My jaw nearly dropped to the floor. Who took my Earth Science students, and who were these eager young people who just asked me that question?
"Absolutely!" I said in my best oh-boy-am-I-impressed-with-all-of-you teacher voice. "That can definitely be an option for your next assessment!" I was all aglow with teacher pride.
I have to make a confession at this point. Earth Science has been my standards-based scoring, 1:1 computing, and constructivist testing ground all year long. They are mainly juniors and seniors, there are only 14 of them, and I know most of them from other classes in which the computer system plunked them that I happened to be teaching.
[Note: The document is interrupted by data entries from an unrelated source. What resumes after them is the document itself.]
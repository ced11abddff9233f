//! Server listing, effective permissions and filtered navigation.

use axum::extract::{Path, State};
use axum::http::HeaderMap;
use axum::response::Json;
use axum::routing::get;
use axum::Router;
use serde::Serialize;

use mdt_admin::actions::member_access;
use mdt_admin::auth::permissions::permission_catalog;
use mdt_admin::auth::Permission;
use mdt_admin::models::Organization;
use mdt_admin::navigation::{filter_navigation, replace_slug, server_links, NavigationGroup};

use crate::api::{require_user_id, ApiError, ApiResponse};
use crate::state::AppState;

pub fn router() -> Router<AppState> {
    Router::new()
        .route("/permissions/catalog", get(catalog))
        .route("/servers", get(list_servers))
        .route("/servers/:slug/permissions", get(user_permissions))
        .route("/servers/:slug/navigation", get(user_navigation))
}

#[derive(Serialize)]
struct CatalogPermission {
    id: Permission,
    description: &'static str,
}

#[derive(Serialize)]
struct CatalogCategory {
    id: &'static str,
    name: &'static str,
    permissions: Vec<CatalogPermission>,
}

/// The fixed permission catalog, for role editors.
async fn catalog() -> Json<ApiResponse<Vec<CatalogCategory>>> {
    let categories = permission_catalog()
        .iter()
        .map(|category| CatalogCategory {
            id: category.id,
            name: category.name,
            permissions: category
                .permissions
                .iter()
                .map(|permission| CatalogPermission {
                    id: *permission,
                    description: permission.description(),
                })
                .collect(),
        })
        .collect();
    Json(ApiResponse::ok(categories))
}

/// The caller's servers, oldest first.
async fn list_servers(
    State(state): State<AppState>,
    headers: HeaderMap,
) -> Result<Json<ApiResponse<Vec<Organization>>>, ApiError> {
    let user_id = require_user_id(&headers)?;
    let servers = state.organizations.organizations_for_user(user_id).await?;
    Ok(Json(ApiResponse::ok(servers)))
}

#[derive(Serialize)]
struct PermissionsPayload {
    permissions: Vec<Permission>,
}

/// The caller's effective permission identifiers. The admin/owner
/// bypass expands to the full catalog.
async fn user_permissions(
    State(state): State<AppState>,
    Path(slug): Path<String>,
    headers: HeaderMap,
) -> Result<Json<ApiResponse<PermissionsPayload>>, ApiError> {
    let user_id = require_user_id(&headers)?;
    let ctx = state
        .guard()
        .authorize(&slug, user_id, &member_access())
        .await?;

    Ok(Json(ApiResponse::ok(PermissionsPayload {
        permissions: ctx.permissions.to_vec(),
    })))
}

/// The navigation tree filtered for the caller, with resolved hrefs.
async fn user_navigation(
    State(state): State<AppState>,
    Path(slug): Path<String>,
    headers: HeaderMap,
) -> Result<Json<ApiResponse<Vec<NavigationGroup>>>, ApiError> {
    let user_id = require_user_id(&headers)?;
    let ctx = state
        .guard()
        .authorize(&slug, user_id, &member_access())
        .await?;

    let mut groups = filter_navigation(&server_links(), &ctx.roles(), &ctx.permissions);
    for group in &mut groups {
        if let Some(path) = group.default_open_start_path.take() {
            group.default_open_start_path = Some(replace_slug(&path, &ctx.slug));
        }
        for link in &mut group.links {
            link.href = replace_slug(&link.href, &ctx.slug);
        }
    }

    Ok(Json(ApiResponse::ok(groups)))
}
//! Role lifecycle integration tests.
//!
//! These run against a provisioned Postgres with `db/schema.sql`
//! applied and `DATABASE_URL` exported:
//!
//! ```text
//! cargo test --test role_lifecycle -- --ignored
//! ```

use sqlx::PgPool;
use uuid::Uuid;

use mdt_admin::actions::role_actions::{AddMembersInput, CreateDepartmentInput, CreateRoleInput};
use mdt_admin::actions::{role_management_access, RoleActions};
use mdt_admin::auth::{ActionGuard, BuiltinRole, ServerContext};
use mdt_admin::database::{DatabaseConfig, DatabaseManager, MemberRepository, RoleRepository};
use mdt_admin::error::{ActionError, AdminError};

async fn test_pool() -> PgPool {
    let db = DatabaseManager::new(DatabaseConfig::default())
        .await
        .expect("DATABASE_URL must point at a provisioned test database");
    db.pool().clone()
}

/// Seed an organization with one user holding the given role, and
/// return the guard-produced context for that user.
async fn seed_server(pool: &PgPool, role: BuiltinRole) -> ServerContext {
    let slug = format!("it-{}", Uuid::new_v4());

    let organization_id: Uuid = sqlx::query_scalar(
        r#"INSERT INTO "mdt".organizations (name, slug) VALUES ($1, $1) RETURNING id"#,
    )
    .bind(&slug)
    .fetch_one(pool)
    .await
    .unwrap();

    let user_id = seed_member(pool, organization_id, role).await;

    let members = MemberRepository::new(pool.clone());
    ActionGuard::new(&members)
        .authorize(&slug, user_id, &role_management_access())
        .await
        .unwrap()
}

async fn seed_member(pool: &PgPool, organization_id: Uuid, role: BuiltinRole) -> Uuid {
    let user_id = Uuid::new_v4();
    sqlx::query(r#"INSERT INTO "mdt".users (id, name, email) VALUES ($1, 'Test User', $2)"#)
        .bind(user_id)
        .bind(format!("{user_id}@example.test"))
        .execute(pool)
        .await
        .unwrap();

    sqlx::query(
        r#"INSERT INTO "mdt".members (organization_id, user_id, role) VALUES ($1, $2, $3)"#,
    )
    .bind(organization_id)
    .bind(user_id)
    .bind(role)
    .execute(pool)
    .await
    .unwrap();

    user_id
}

fn role_input(name: &str) -> CreateRoleInput {
    serde_json::from_value(serde_json::json!({
        "name": name,
        "color": "#f97316",
        "permissions": { "MANAGE_CALLS": true, "VIEW_DISPATCH": true }
    }))
    .unwrap()
}

#[tokio::test]
#[ignore]
async fn role_positions_increment_from_zero() {
    let pool = test_pool().await;
    let ctx = seed_server(&pool, BuiltinRole::Owner).await;
    let actions = RoleActions::new(pool.clone());

    let first = actions.create_role(&ctx, role_input("Dispatch")).await.unwrap();
    assert_eq!(first.position, 0);

    let second = actions.create_role(&ctx, role_input("Patrol")).await.unwrap();
    assert_eq!(second.position, 1);

    let third = actions.create_role(&ctx, role_input("EMS")).await.unwrap();
    assert_eq!(third.position, 2);
}

#[tokio::test]
#[ignore]
async fn deleting_department_nulls_role_references_and_keeps_roles() {
    let pool = test_pool().await;
    let ctx = seed_server(&pool, BuiltinRole::Admin).await;
    let actions = RoleActions::new(pool.clone());
    let repository = RoleRepository::new(pool.clone());

    let department = actions
        .create_department(&ctx, CreateDepartmentInput { name: "LSPD".to_string() })
        .await
        .unwrap();

    let mut role_ids = Vec::new();
    for name in ["Dispatch", "Patrol", "Detective"] {
        let role = actions.create_role(&ctx, role_input(name)).await.unwrap();
        sqlx::query(r#"UPDATE "mdt".custom_roles SET department_id = $2 WHERE id = $1"#)
            .bind(role.id)
            .bind(department.id)
            .execute(&pool)
            .await
            .unwrap();
        role_ids.push(role.id);
    }

    let cleared = actions.delete_department(&ctx, department.id).await.unwrap();
    assert_eq!(cleared, 3);

    for role_id in role_ids {
        let role = repository
            .find_role(ctx.organization_id, role_id)
            .await
            .unwrap()
            .expect("role must survive department deletion");
        assert_eq!(role.department_id, None);
    }
}

#[tokio::test]
#[ignore]
async fn deleting_role_clears_member_assignments() {
    let pool = test_pool().await;
    let ctx = seed_server(&pool, BuiltinRole::Owner).await;
    let actions = RoleActions::new(pool.clone());
    let members = MemberRepository::new(pool.clone());

    let role = actions.create_role(&ctx, role_input("Dispatch")).await.unwrap();

    let mut user_ids = Vec::new();
    for _ in 0..3 {
        user_ids.push(seed_member(&pool, ctx.organization_id, BuiltinRole::Member).await);
    }

    let report = actions
        .add_members_to_role(
            &ctx,
            AddMembersInput { role_id: role.id, member_user_ids: user_ids.clone() },
        )
        .await
        .unwrap();
    assert_eq!(report.count, 3);

    let cleared = actions.delete_role(&ctx, role.id).await.unwrap();
    assert_eq!(cleared, 3);

    for user_id in user_ids {
        let membership = members
            .find_membership(ctx.organization_id, user_id)
            .await
            .unwrap()
            .unwrap();
        assert_eq!(membership.custom_role_id, None);
    }
}

#[tokio::test]
#[ignore]
async fn bulk_assignment_rejects_members_outside_the_server() {
    let pool = test_pool().await;
    let ctx = seed_server(&pool, BuiltinRole::Admin).await;
    let actions = RoleActions::new(pool.clone());

    let role = actions.create_role(&ctx, role_input("Dispatch")).await.unwrap();
    let inside = seed_member(&pool, ctx.organization_id, BuiltinRole::Member).await;

    let err = actions
        .add_members_to_role(
            &ctx,
            AddMembersInput {
                role_id: role.id,
                member_user_ids: vec![inside, Uuid::new_v4()],
            },
        )
        .await
        .unwrap_err();
    assert!(matches!(
        err,
        AdminError::Action(ActionError::MembersOutsideServer)
    ));
}

#[tokio::test]
#[ignore]
async fn cross_organization_role_access_reads_as_not_found() {
    let pool = test_pool().await;
    let ctx_a = seed_server(&pool, BuiltinRole::Owner).await;
    let ctx_b = seed_server(&pool, BuiltinRole::Owner).await;
    let actions = RoleActions::new(pool.clone());

    let foreign = actions.create_role(&ctx_b, role_input("Dispatch")).await.unwrap();

    let err = actions.delete_role(&ctx_a, foreign.id).await.unwrap_err();
    assert!(matches!(err, AdminError::Action(ActionError::RoleNotFound)));
}

#[tokio::test]
#[ignore]
async fn plain_member_cannot_pass_the_role_management_guard() {
    let pool = test_pool().await;
    let ctx = seed_server(&pool, BuiltinRole::Owner).await;
    let member_user = seed_member(&pool, ctx.organization_id, BuiltinRole::Member).await;

    let members = MemberRepository::new(pool.clone());
    let err = ActionGuard::new(&members)
        .authorize(&ctx.slug, member_user, &role_management_access())
        .await
        .unwrap_err();
    assert!(matches!(err, AdminError::Action(ActionError::Unauthorized)));
}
If there is anything new that I want to unleash upon my four sections of freshman/sophomore Biology, I try it in Earth Science first--because I know that when I ask my Earth Sciencers for feedback on any new initiative, it will be honest and thoughtful. So, they have been subjected to my crazy ideas about learning and true understanding from the very first days of school.
When they asked me that question, I imagined that all of my many, many days spent saying things like, "You have to make your own meaning/You have to create your own understanding/You have to take control of your own learning/You have a right to know on what and how you will be assessed" had finally paid off. After a few moments of basking in my own educational glow and channelling my first-year-teacher naivete, I thought for a second and added this: "I'll let you have an interview option for assessment, but how about if all of you write and agree to the questions I'll ask? You could write Level 2, 3 & 4 questions ahead of time, and those would be the ones I ask you!"
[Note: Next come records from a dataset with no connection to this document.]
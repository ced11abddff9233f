//! API route modules.

pub mod citizen_routes;
pub mod member_routes;
pub mod role_routes;
pub mod server_routes;

use axum::Router;

use crate::state::AppState;

pub fn router() -> Router<AppState> {
    Router::new()
        .merge(server_routes::router())
        .merge(role_routes::router())
        .merge(member_routes::router())
        .merge(citizen_routes::router())
}
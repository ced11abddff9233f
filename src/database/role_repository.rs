//! Custom role and department persistence.
//!
//! Permission bags cross this boundary as JSON text; callers hand in the
//! serialized bag and decode through the typed set on the way out.

use sqlx::PgPool;
use uuid::Uuid;

use crate::models::{CustomRole, Department};

const ROLE_COLUMNS: &str = r#"id, organization_id, name, color, "position" AS position,
                   department_id, permissions, created_at, updated_at"#;

#[derive(Clone, Debug)]
pub struct RoleRepository {
    pool: PgPool,
}

impl RoleRepository {
    pub fn new(pool: PgPool) -> Self {
        Self { pool }
    }

    // ------------------------------------------------------------------------
    // Roles
    // ------------------------------------------------------------------------

    pub async fn list_roles(&self, organization_id: Uuid) -> Result<Vec<CustomRole>, sqlx::Error> {
        sqlx::query_as::<_, CustomRole>(&format!(
            r#"
            SELECT {ROLE_COLUMNS}
            FROM "mdt".custom_roles
            WHERE organization_id = $1
            ORDER BY "position" ASC
            "#
        ))
        .bind(organization_id)
        .fetch_all(&self.pool)
        .await
    }

    /// Role lookup scoped to an organization; cross-tenant ids come back
    /// as `None`.
    pub async fn find_role(
        &self,
        organization_id: Uuid,
        role_id: Uuid,
    ) -> Result<Option<CustomRole>, sqlx::Error> {
        sqlx::query_as::<_, CustomRole>(&format!(
            r#"
            SELECT {ROLE_COLUMNS}
            FROM "mdt".custom_roles
            WHERE id = $1 AND organization_id = $2
            "#
        ))
        .bind(role_id)
        .bind(organization_id)
        .fetch_optional(&self.pool)
        .await
    }

    /// Create a role at the next ordering position: 0 for the first role
    /// of an organization, max + 1 afterwards.
    pub async fn create_role(
        &self,
        organization_id: Uuid,
        name: &str,
        color: &str,
        permission_bag: &str,
    ) -> Result<CustomRole, sqlx::Error> {
        let position: i32 = sqlx::query_scalar::<_, i32>(
            r#"
            SELECT COALESCE(MAX("position") + 1, 0)
            FROM "mdt".custom_roles
            WHERE organization_id = $1
            "#,
        )
        .bind(organization_id)
        .fetch_one(&self.pool)
        .await?;

        sqlx::query_as::<_, CustomRole>(&format!(
            r#"
            INSERT INTO "mdt".custom_roles
                (id, organization_id, name, color, "position", permissions, created_at, updated_at)
            VALUES ($1, $2, $3, $4, $5, $6, now(), now())
            RETURNING {ROLE_COLUMNS}
            "#
        ))
        .bind(Uuid::new_v4())
        .bind(organization_id)
        .bind(name)
        .bind(color)
        .bind(position)
        .bind(permission_bag)
        .fetch_one(&self.pool)
        .await
    }

    /// Scoped update; returns `None` when the role does not belong to the
    /// organization.
    pub async fn update_role(
        &self,
        organization_id: Uuid,
        role_id: Uuid,
        name: &str,
        color: &str,
        permission_bag: &str,
        department_id: Option<Uuid>,
    ) -> Result<Option<CustomRole>, sqlx::Error> {
        sqlx::query_as::<_, CustomRole>(&format!(
            r#"
            UPDATE "mdt".custom_roles
            SET name = $3, color = $4, permissions = $5, department_id = $6,
                updated_at = now()
            WHERE id = $1 AND organization_id = $2
            RETURNING {ROLE_COLUMNS}
            "#
        ))
        .bind(role_id)
        .bind(organization_id)
        .bind(name)
        .bind(color)
        .bind(permission_bag)
        .bind(department_id)
        .fetch_optional(&self.pool)
        .await
    }

    /// Clear every member assignment pointing at a role. Returns the
    /// number of members affected.
    pub async fn clear_role_assignments(&self, role_id: Uuid) -> Result<u64, sqlx::Error> {
        let result = sqlx::query(
            r#"
            UPDATE "mdt".members
            SET custom_role_id = NULL
            WHERE custom_role_id = $1
            "#,
        )
        .bind(role_id)
        .execute(&self.pool)
        .await?;

        Ok(result.rows_affected())
    }

    pub async fn delete_role(&self, role_id: Uuid) -> Result<(), sqlx::Error> {
        sqlx::query(r#"DELETE FROM "mdt".custom_roles WHERE id = $1"#)
            .bind(role_id)
            .execute(&self.pool)
            .await?;
        Ok(())
    }

    // ------------------------------------------------------------------------
    // Departments
    // ------------------------------------------------------------------------

    pub async fn create_department(
        &self,
        organization_id: Uuid,
        name: &str,
    ) -> Result<Department, sqlx::Error> {
        sqlx::query_as::<_, Department>(
            r#"
            INSERT INTO "mdt".departments (id, organization_id, name, created_at)
            VALUES ($1, $2, $3, now())
            RETURNING id, organization_id, name, created_at
            "#,
        )
        .bind(Uuid::new_v4())
        .bind(organization_id)
        .bind(name)
        .fetch_one(&self.pool)
        .await
    }

    pub async fn list_departments(
        &self,
        organization_id: Uuid,
    ) -> Result<Vec<Department>, sqlx::Error> {
        sqlx::query_as::<_, Department>(
            r#"
            SELECT id, organization_id, name, created_at
            FROM "mdt".departments
            WHERE organization_id = $1
            ORDER BY name ASC
            "#,
        )
        .bind(organization_id)
        .fetch_all(&self.pool)
        .await
    }

    pub async fn find_department(
        &self,
        organization_id: Uuid,
        department_id: Uuid,
    ) -> Result<Option<Department>, sqlx::Error> {
        sqlx::query_as::<_, Department>(
            r#"
            SELECT id, organization_id, name, created_at
            FROM "mdt".departments
            WHERE id = $1 AND organization_id = $2
            "#,
        )
        .bind(department_id)
        .bind(organization_id)
        .fetch_optional(&self.pool)
        .await
    }

    /// Null the department reference on every role pointing at it.
    /// Returns the number of roles touched; no role is deleted.
    pub async fn clear_department_references(
        &self,
        department_id: Uuid,
    ) -> Result<u64, sqlx::Error> {
        let result = sqlx::query(
            r#"
            UPDATE "mdt".custom_roles
            SET department_id = NULL, updated_at = now()
            WHERE department_id = $1
            "#,
        )
        .bind(department_id)
        .execute(&self.pool)
        .await?;

        Ok(result.rows_affected())
    }

    pub async fn delete_department(&self, department_id: Uuid) -> Result<(), sqlx::Error> {
        sqlx::query(r#"DELETE FROM "mdt".departments WHERE id = $1"#)
            .bind(department_id)
            .execute(&self.pool)
            .await?;
        Ok(())
    }
}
I must have sprouted two heads at that very moment in time, because they all stared at me in silent, wide-eyed shock. (And that was when I saw that my Earth Science students, the ones I know and love, had returned!)
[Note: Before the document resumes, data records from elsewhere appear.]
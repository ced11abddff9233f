//! Role, role-membership and department endpoints.

use axum::extract::{Path, State};
use axum::http::HeaderMap;
use axum::response::Json;
use axum::routing::{delete, get};
use axum::Router;
use serde::Serialize;

use mdt_admin::actions::role_actions::{
    AddMembersInput, BulkAssignment, CreateDepartmentInput, CreateRoleInput, UpdateRoleInput,
};
use mdt_admin::actions::{member_access, role_management_access};
use mdt_admin::models::{CustomRole, Department, MemberWithProfile};

use crate::api::{parse_id, require_user_id, ApiError, ApiResponse};
use crate::state::AppState;

pub fn router() -> Router<AppState> {
    Router::new()
        .route("/servers/:slug/roles", get(list_roles).post(create_role))
        .route(
            "/servers/:slug/roles/:role_id",
            axum::routing::patch(update_role).delete(delete_role),
        )
        .route(
            "/servers/:slug/roles/:role_id/members",
            get(role_members).post(add_members),
        )
        .route(
            "/servers/:slug/roles/:role_id/members/:member_id",
            delete(remove_member),
        )
        .route(
            "/servers/:slug/departments",
            get(list_departments).post(create_department),
        )
        .route(
            "/servers/:slug/departments/:department_id",
            delete(delete_department),
        )
}

async fn list_roles(
    State(state): State<AppState>,
    Path(slug): Path<String>,
    headers: HeaderMap,
) -> Result<Json<ApiResponse<Vec<CustomRole>>>, ApiError> {
    let user_id = require_user_id(&headers)?;
    let ctx = state
        .guard()
        .authorize(&slug, user_id, &role_management_access())
        .await?;

    let roles = state.roles.list_roles(&ctx).await?;
    Ok(Json(ApiResponse::ok(roles)))
}

async fn create_role(
    State(state): State<AppState>,
    Path(slug): Path<String>,
    headers: HeaderMap,
    Json(input): Json<CreateRoleInput>,
) -> Result<Json<ApiResponse<CustomRole>>, ApiError> {
    let user_id = require_user_id(&headers)?;
    let ctx = state
        .guard()
        .authorize(&slug, user_id, &role_management_access())
        .await?;

    let role = state.roles.create_role(&ctx, input).await?;
    Ok(Json(ApiResponse::ok(role)))
}

async fn update_role(
    State(state): State<AppState>,
    Path((slug, role_id)): Path<(String, String)>,
    headers: HeaderMap,
    Json(input): Json<UpdateRoleInput>,
) -> Result<Json<ApiResponse<CustomRole>>, ApiError> {
    let user_id = require_user_id(&headers)?;
    let role_id = parse_id(&role_id, "role")?;
    let ctx = state
        .guard()
        .authorize(&slug, user_id, &role_management_access())
        .await?;

    let role = state.roles.update_role(&ctx, role_id, input).await?;
    Ok(Json(ApiResponse::ok(role)))
}

/// Payload of a role deletion: how many members had the role cleared.
#[derive(Serialize)]
struct RoleDeleted {
    cleared_members: u64,
}

async fn delete_role(
    State(state): State<AppState>,
    Path((slug, role_id)): Path<(String, String)>,
    headers: HeaderMap,
) -> Result<Json<ApiResponse<RoleDeleted>>, ApiError> {
    let user_id = require_user_id(&headers)?;
    let role_id = parse_id(&role_id, "role")?;
    let ctx = state
        .guard()
        .authorize(&slug, user_id, &role_management_access())
        .await?;

    let cleared_members = state.roles.delete_role(&ctx, role_id).await?;
    Ok(Json(ApiResponse::ok(RoleDeleted { cleared_members })))
}

async fn role_members(
    State(state): State<AppState>,
    Path((slug, role_id)): Path<(String, String)>,
    headers: HeaderMap,
) -> Result<Json<ApiResponse<Vec<MemberWithProfile>>>, ApiError> {
    let user_id = require_user_id(&headers)?;
    let role_id = parse_id(&role_id, "role")?;
    let ctx = state
        .guard()
        .authorize(&slug, user_id, &role_management_access())
        .await?;

    let members = state.roles.members_of_role(&ctx, role_id).await?;
    Ok(Json(ApiResponse::ok(members)))
}

async fn add_members(
    State(state): State<AppState>,
    Path((slug, role_id)): Path<(String, String)>,
    headers: HeaderMap,
    Json(mut input): Json<AddMembersInput>,
) -> Result<Json<ApiResponse<BulkAssignment>>, ApiError> {
    let user_id = require_user_id(&headers)?;
    input.role_id = parse_id(&role_id, "role")?;
    let ctx = state
        .guard()
        .authorize(&slug, user_id, &role_management_access())
        .await?;

    let report = state.roles.add_members_to_role(&ctx, input).await?;
    Ok(Json(ApiResponse::ok(report)))
}

async fn remove_member(
    State(state): State<AppState>,
    Path((slug, role_id, member_id)): Path<(String, String, String)>,
    headers: HeaderMap,
) -> Result<Json<ApiResponse<bool>>, ApiError> {
    let user_id = require_user_id(&headers)?;
    let role_id = parse_id(&role_id, "role")?;
    let member_id = parse_id(&member_id, "member")?;
    let ctx = state
        .guard()
        .authorize(&slug, user_id, &role_management_access())
        .await?;

    state
        .roles
        .remove_member_from_role(&ctx, role_id, member_id)
        .await?;
    Ok(Json(ApiResponse::ok(true)))
}

async fn list_departments(
    State(state): State<AppState>,
    Path(slug): Path<String>,
    headers: HeaderMap,
) -> Result<Json<ApiResponse<Vec<Department>>>, ApiError> {
    let user_id = require_user_id(&headers)?;
    let ctx = state
        .guard()
        .authorize(&slug, user_id, &member_access())
        .await?;

    let departments = state.roles.list_departments(&ctx).await?;
    Ok(Json(ApiResponse::ok(departments)))
}

async fn create_department(
    State(state): State<AppState>,
    Path(slug): Path<String>,
    headers: HeaderMap,
    Json(input): Json<CreateDepartmentInput>,
) -> Result<Json<ApiResponse<Department>>, ApiError> {
    let user_id = require_user_id(&headers)?;
    let ctx = state
        .guard()
        .authorize(&slug, user_id, &role_management_access())
        .await?;

    let department = state.roles.create_department(&ctx, input).await?;
    Ok(Json(ApiResponse::ok(department)))
}

/// Payload of a department deletion: how many roles lost the reference.
#[derive(Serialize)]
struct DepartmentDeleted {
    cleared_roles: u64,
}

async fn delete_department(
    State(state): State<AppState>,
    Path((slug, department_id)): Path<(String, String)>,
    headers: HeaderMap,
) -> Result<Json<ApiResponse<DepartmentDeleted>>, ApiError> {
    let user_id = require_user_id(&headers)?;
    let department_id = parse_id(&department_id, "department")?;
    let ctx = state
        .guard()
        .authorize(&slug, user_id, &role_management_access())
        .await?;

    let cleared_roles = state.roles.delete_department(&ctx, department_id).await?;
    Ok(Json(ApiResponse::ok(DepartmentDeleted { cleared_roles })))
}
One brave young man shook himself out the stupor he was in and said, "But you're the teacher. You're supposed to come up with the questions." Another student snapped out of the state of shock he was in and commented, "Yeah-and it's cheating if we know the questions ahead of time!"
My educational glow quickly faded. And then, taking a deep, realistic breath, I said, "You have to take control of your own learning; You have a right to know on what and how you will be assessed......"
There is a Japanese proverb that says, "Fall seven times, stand up eight." In order to change the mindset of what most students think learning is to what it should be, educators need to persevere. No matter how many times we fall, we need to keep standing back up, and standing up for what's good for students.